The inflorescences were harvested at different developmental stages characterized by two morphological parameters: (a) the length (cm) between the base of the flag leaf and the penultimate leaf collar regions, and (b) the length (cm) of the panicle tip emerged from the sheath. Three anthers from the upper, middle and lower parts of a panicle were collected, and the viability and developmental stage of microspores were assessed (see below).
The inflorescences were wrapped in foil bags, placed immediately in Hoagland’s salt solution and stored for 7, 10, 14 or 21 days in the darkness at 4, 10, 15 or 20 °C. Subsequently, the spikes were sprayed with 70 % ethanol, surface sterilized in 20 % commercial bleach (‘Domestos’) solution for 15 min and then rinsed 4–5 times with sterile deionized water.

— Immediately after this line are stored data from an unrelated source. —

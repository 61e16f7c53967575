use std::time::Duration;

use thiserror::Error;
use uuid::Uuid;

/// Error taxonomy shared by every layer of the relay node.
///
/// Connection and setup failures are returned to whoever started the
/// operation. Per-message failures (`Malformed`, `Decryption`,
/// `Authentication`) are logged by the consume loops and never stop them.
#[derive(Debug, Error)]
pub enum KircError {
    #[error("connection error: {0}")]
    Connection(String),

    #[error("request {correlation_id} timed out after {elapsed:?}")]
    Timeout { correlation_id: Uuid, elapsed: Duration },

    #[error("decryption failed: {0}")]
    Decryption(String),

    #[error("encryption failed: {0}")]
    Crypto(String),

    #[error("authentication failed: {0}")]
    Authentication(String),

    #[error("{user} is not allowed to {action}")]
    Authorization { user: String, action: String },

    #[error("malformed message: {0}")]
    Malformed(String),

    #[error("not connected")]
    NotConnected,

    #[error("payload of {len} bytes exceeds the {max} byte limit")]
    PayloadTooLarge { len: usize, max: usize },

    #[error("no leader could be resolved for channel {0}")]
    NoLeader(String),

    #[error("store error: {0}")]
    Store(#[from] anyhow::Error),
}

pub type Result<T> = std::result::Result<T, KircError>;

impl KircError {
    pub fn connection(err: impl std::fmt::Display) -> Self {
        Self::Connection(err.to_string())
    }

    /// True for failures scoped to a single message.
    pub fn is_per_message(&self) -> bool {
        matches!(
            self,
            Self::Malformed(_) | Self::Decryption(_) | Self::Authentication(_)
        )
    }
}

#[cfg(test)]
mod tests {
    use super::*;

    #[test]
    fn per_message_classification() {
        assert!(KircError::Malformed("bad".into()).is_per_message());
        assert!(KircError::Decryption("bad".into()).is_per_message());
        assert!(!KircError::NotConnected.is_per_message());
        assert!(!KircError::connection("refused").is_per_message());
    }
}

Aseptically excised anthers were placed in 60 × 15 mm Petri dishes containing the following induction media: C17 (Wang and Chen 1986), KFWC (Kuhlmann and Foroughi-Wehr 1989) modified according to Sidhu and Davies (2009) or 190-2 (Zhuang and Xu 1983). The standard media were supplemented with 1 mg l−1 dicamba, 1 mg l−1 picloram and 0.5 mg l−1 kinetin, 90 g l−1 maltose and 0.6 % agar; pH 5.8. The effect of other hormonal compositions was also tested: (1) 2 mg l−1 2,4-D and 0.5 mg l−1 kinetin, (2) 1 mg l−1 dicamba, 0.5 mg l−1 picloram and 0.5 mg l−1 kinetin and (3) 2 mg l−1 IBA and 0.5 mg l−1 kinetin. Moreover, with the use of standard C17 medium, the effect of maltose (90 g l−1) substitution with the same concentration of commercial honey (OSP Pszczelarz Krakow) was also tested. In other variants, the C17 and KFWC standard media were supplemented with 10, 50 or 100 mg l−1 arabinogalactan proteins (AGPs) (Arabic Gum from acacia tree, G9752 Sigma-Aldrich).

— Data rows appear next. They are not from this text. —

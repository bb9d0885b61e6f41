// SPDX-FileCopyrightText: 2026 pkgstore contributors
// SPDX-License-Identifier: MIT

//! `package.json` handling.

use std::collections::BTreeMap;

use serde::{Deserialize, Serialize};
use thiserror::Error;

use crate::PackageId;

pub const MANIFEST_FILE: &str = "package.json";

/// Lifecycle scripts that run on install and therefore force a build.
const INSTALL_SCRIPTS: [&str; 3] = ["preinstall", "install", "postinstall"];

const UTF8_BOM: &[u8] = b"\xEF\xBB\xBF";

#[derive(Debug, Error)]
#[error("invalid package manifest: {0}")]
pub struct ManifestError(#[from] serde_json::Error);

/// A parsed `package.json`.
///
/// Only the fields the store looks at are typed. Everything else is kept
/// in `other` so the manifest can be handed on unchanged.
#[derive(Debug, Clone, Default, PartialEq, Serialize, Deserialize)]
pub struct Manifest {
    #[serde(default, skip_serializing_if = "Option::is_none")]
    pub name: Option<String>,
    #[serde(default, skip_serializing_if = "Option::is_none")]
    pub version: Option<String>,
    #[serde(default, skip_serializing_if = "BTreeMap::is_empty")]
    pub scripts: BTreeMap<String, String>,
    #[serde(flatten)]
    pub other: serde_json::Map<String, serde_json::Value>,
}

impl Manifest {
    pub fn package_id(&self) -> PackageId {
        PackageId {
            name: self.name.clone(),
            version: self.version.clone(),
        }
    }

    pub fn has_install_scripts(&self) -> bool {
        INSTALL_SCRIPTS
            .iter()
            .any(|script| self.scripts.contains_key(*script))
    }
}

pub fn parse_manifest(bytes: &[u8]) -> Result<Manifest, ManifestError> {
    let bytes = bytes.strip_prefix(UTF8_BOM).unwrap_or(bytes);
    Ok(serde_json::from_slice(bytes)?)
}

/// Whether installing the package has to run a build step.
///
/// `files` are the package-relative paths of everything the package ships.
pub fn requires_build<'a, I>(manifest: Option<&Manifest>, files: I) -> bool
where
    I: IntoIterator<Item = &'a str>,
{
    if manifest.is_some_and(Manifest::has_install_scripts) {
        return true;
    }
    files
        .into_iter()
        .any(|path| path == "binding.gyp" || path.starts_with(".hooks/"))
}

In three replications of the experiment, anthers extracted from panicles were inoculated in a pretreatment medium containing 40 mM l−1 CaCl2 2H2O, 6 g l−1 agarose and 0.7, 1 or 1.5 M mannitol according to the method described by Cistué et al. (2003). The cultures were incubated at 28 or 32 °C in the dark for 2–7 days and then transferred to various variants of the induction media.
In three other replications, the effect of 0.1 % n-butanol (281549, Sigma-Aldrich) treatment according to Soriano et al. (2008) was evaluated. Isolated anthers were inoculated in 0.3 M mannitol or liquid 190-2 medium supplemented with 0.1 % n-butanol (v/v) and kept at 28 °C, in the dark for 6 or 24 h. Controls without n-butanol were performed. After washing in 0.3 M mannitol, the anthers were transferred to variants of the induction media.
In all experiments, the anthers were co-cultured with immature ovaries isolated from the same inflorescence (120 anthers and 20 ovaries per dish).
A procedure to prevent anther desiccation was also tested in five replications by transferring anthers dampened with sterile distilled water, B medium (Kyo and Harada 1986) or modified KFWC. Modified KFWC was supplemented with 1 mg l−1 dicamba, 1 mg l−1 picloram, 0.5 mg l−1 kinetin and 10 mg l−1 AGPs to induction media.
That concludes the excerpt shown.